One chapter, “Coming out is good business”, really gets to the heart of what the book is supposed to be about. Lord Browne, the former BP chief executive who quit after he was outed as gay in 2007, uses a thorough range of statistics, first-hand interviews, and under-reported case studies to prove that businesses financially benefit from an inclusive attitude to the LGBT community.

Starbucks might be tax-avoiding and Goldman Sachs a vampire squid, but you will be salivating for a frappuccino and want to chuck your pennies into a collateral mezzanine fund when you see how Lord Browne puts them at the front and centre of his argument.

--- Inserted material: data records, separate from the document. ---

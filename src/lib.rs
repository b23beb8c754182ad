//! Stress tests for memory allocators.
//!
//! Six synthetic workloads, `a` through `f`, drive an [`Allocator`] through
//! different allocation patterns. Each workload is timed over a number of
//! trials and summarized in a [`Report`].
//!
//! ```
//! use memgrind::{config::RunConfigBuilder, perf::benchmark::run, WorkloadId};
//!
//! let config = RunConfigBuilder::default()
//!     .repetitions(2)
//!     .seed(Some(1))
//!     .workloads(vec![WorkloadId::A, WorkloadId::F])
//!     .build()
//!     .unwrap();
//! let report = run(&config);
//! assert_eq!(report.rows.len(), 2);
//! println!("{report}");
//! ```

pub mod alloc;
pub mod config;
pub mod inventory;
pub mod perf;
pub mod random;
pub mod report;
pub mod sequence;
pub mod workload;

pub use alloc::{Allocator, Handle, SystemAllocator};
pub use config::{RunConfig, RunConfigBuilder};
pub use report::{Format, Report};
pub use workload::{Params, Tally, Workload, WorkloadId};

#[cfg(feature = "benchmark")]
mod benchmark;

#[cfg(feature = "benchmark")]
pub use benchmark::*;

In January 2012, Starbucks announced support for gay marriage. An opposition group launched an online petition against what it declared was a “corporate assault on marriage”. The following year, a furious shareholder at the group’s annual meeting claimed that Starbucks’ disappointing results were at least partly linked to the company’s position on the issue.

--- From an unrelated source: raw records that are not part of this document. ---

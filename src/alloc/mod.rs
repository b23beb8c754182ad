use std::{
    alloc::{GlobalAlloc, Layout, System},
    fmt,
    ptr::NonNull,
    slice,
};

use self::{allocator::TracingAllocator, measure::CountingHooks};

pub mod allocator;
pub mod measure;

/// An owned block obtained from an [`Allocator`].
///
/// A handle is neither `Clone` nor `Copy`: giving it back to
/// [`Allocator::release`] consumes it, so a block cannot be released twice.
pub struct Handle {
    pointer: NonNull<u8>,
    layout: Layout,
}

impl Handle {
    pub fn into_raw_parts(self) -> (NonNull<u8>, Layout) {
        (self.pointer, self.layout)
    }

    pub fn as_ptr(&self) -> *mut u8 {
        self.pointer.as_ptr()
    }

    pub fn layout(&self) -> Layout {
        self.layout
    }

    pub fn size(&self) -> usize {
        self.layout.size()
    }

    pub fn bytes(&self) -> &[u8] {
        // SAFETY: the handle uniquely owns `size` bytes starting at `pointer`.
        // Callers only read bytes they have written through `bytes_mut`.
        unsafe { slice::from_raw_parts(self.pointer.as_ptr(), self.size()) }
    }

    pub fn bytes_mut(&mut self) -> &mut [u8] {
        // SAFETY: see `bytes`; `&mut self` guarantees exclusive access.
        unsafe { slice::from_raw_parts_mut(self.pointer.as_ptr(), self.size()) }
    }
}

impl fmt::Debug for Handle {
    fn fmt(&self, f: &mut fmt::Formatter<'_>) -> fmt::Result {
        f.debug_struct("Handle")
            .field("pointer", &self.pointer)
            .field("size", &self.layout.size())
            .field("align", &self.layout.align())
            .finish()
    }
}

/// The allocator under test.
///
/// A failed allocation is reported as `None` and is never fatal.
pub trait Allocator {
    fn allocate(&self, layout: Layout) -> Option<Handle>;

    fn release(&self, handle: Handle);

    fn allocate_bytes(&self, size: usize) -> Option<Handle> {
        Layout::from_size_align(size, 1)
            .ok()
            .and_then(|layout| self.allocate(layout))
    }
}

impl<T: Allocator + ?Sized> Allocator for &T {
    fn allocate(&self, layout: Layout) -> Option<Handle> {
        (**self).allocate(layout)
    }

    fn release(&self, handle: Handle) {
        (**self).release(handle)
    }
}

/// Adapts any [`GlobalAlloc`] to [`Allocator`]; the platform allocator by
/// default.
#[derive(Debug, Default, Clone, Copy)]
pub struct SystemAllocator<A = System>(pub A)
where
    A: GlobalAlloc;

impl<A: GlobalAlloc> SystemAllocator<A> {
    pub const fn new(allocator: A) -> Self {
        SystemAllocator(allocator)
    }
}

impl SystemAllocator {
    /// The platform allocator.
    pub const fn system() -> Self {
        SystemAllocator(System)
    }
}

impl<A: GlobalAlloc> Allocator for SystemAllocator<A> {
    fn allocate(&self, layout: Layout) -> Option<Handle> {
        // zero-sized layouts are undefined behaviour for `GlobalAlloc::alloc`
        if layout.size() == 0 {
            return None;
        }
        // SAFETY: layout has a non-zero size.
        let pointer = unsafe { self.0.alloc(layout) };
        NonNull::new(pointer).map(|pointer| Handle { pointer, layout })
    }

    fn release(&self, handle: Handle) {
        let (pointer, layout) = handle.into_raw_parts();
        // SAFETY: handles are only created by `allocate` above with the same
        // layout, and releasing consumes the handle.
        unsafe { self.0.dealloc(pointer.as_ptr(), layout) }
    }
}

pub const fn default_tracing_allocator() -> TracingAllocator<CountingHooks, SystemAllocator> {
    TracingAllocator::new(CountingHooks::new(), SystemAllocator::system())
}


#[cfg(test)]
mod tests {
    use super::*;

    #[test]
    fn system_round_trip() {
        let a = SystemAllocator::system();
        let mut h = a.allocate_bytes(16).unwrap();
        assert_eq!(h.size(), 16);
        h.bytes_mut().copy_from_slice(&[7; 16]);
        assert!(h.bytes().iter().all(|&b| b == 7));
        a.release(h);
    }

    #[test]
    fn zero_size_is_a_failure() {
        let a = SystemAllocator::system();
        assert!(a.allocate_bytes(0).is_none());
    }
}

“We employ over 200,000 people in this company and we want to embrace diversity. Of all kinds,” replied chief executive Howard Schultz to cheers, daring the investor to sell shares that had been booming in value.

Also in 2012, Goldman Sachs boss Lloyd Blankfein appeared in a video backing same-sex marriage. The bank lost a major client, but Mr Blankfein pointed out that was outweighed by the gains of fostering an unintimidating workplace: “To the extent that there are other companies or industries which are going to be hostile and repellent to people who are talented ... they’re just giving us comparative advantage.”

As Lord Browne argues, “diversity and inclusion are not the same thing” and the companies that understand the differentiation will have a more productive workforce and reach a wider audience. “The LGBT population, traditionally under-served by marketers, present a meaningful and often sizeable opportunity,” writes the author, pointing out the buying power of the US LGBT market grew from $743bn (£442m) in 2010 to $830bn last year.

Lord Browne is clearly at his most comfortable, and certainly at his most fluent, when he takes a cold, hard look at the facts. It is here that references to, and quotes from, senior figures in world business feel relevant rather than just a name-dropping exercise to convince the world that, yes, Lord Browne has a first-class contacts book.

Unfortunately, there is a dreadfully self-serving first chapter that describes events that led to the press revealing his three-year relationship with a male escort.

He says his privacy was invaded and more than hints at homophobia as he fought to keep an injunction. But Lord Browne rather glosses over issues of public interest, abuse of the UK’s privacy laws, borderline perjury, arrogance and hubris.

Skip this chapter and mentally redact the more self-serving passages of The Glass Closet and what is left is a briskly written, thought-provoking book.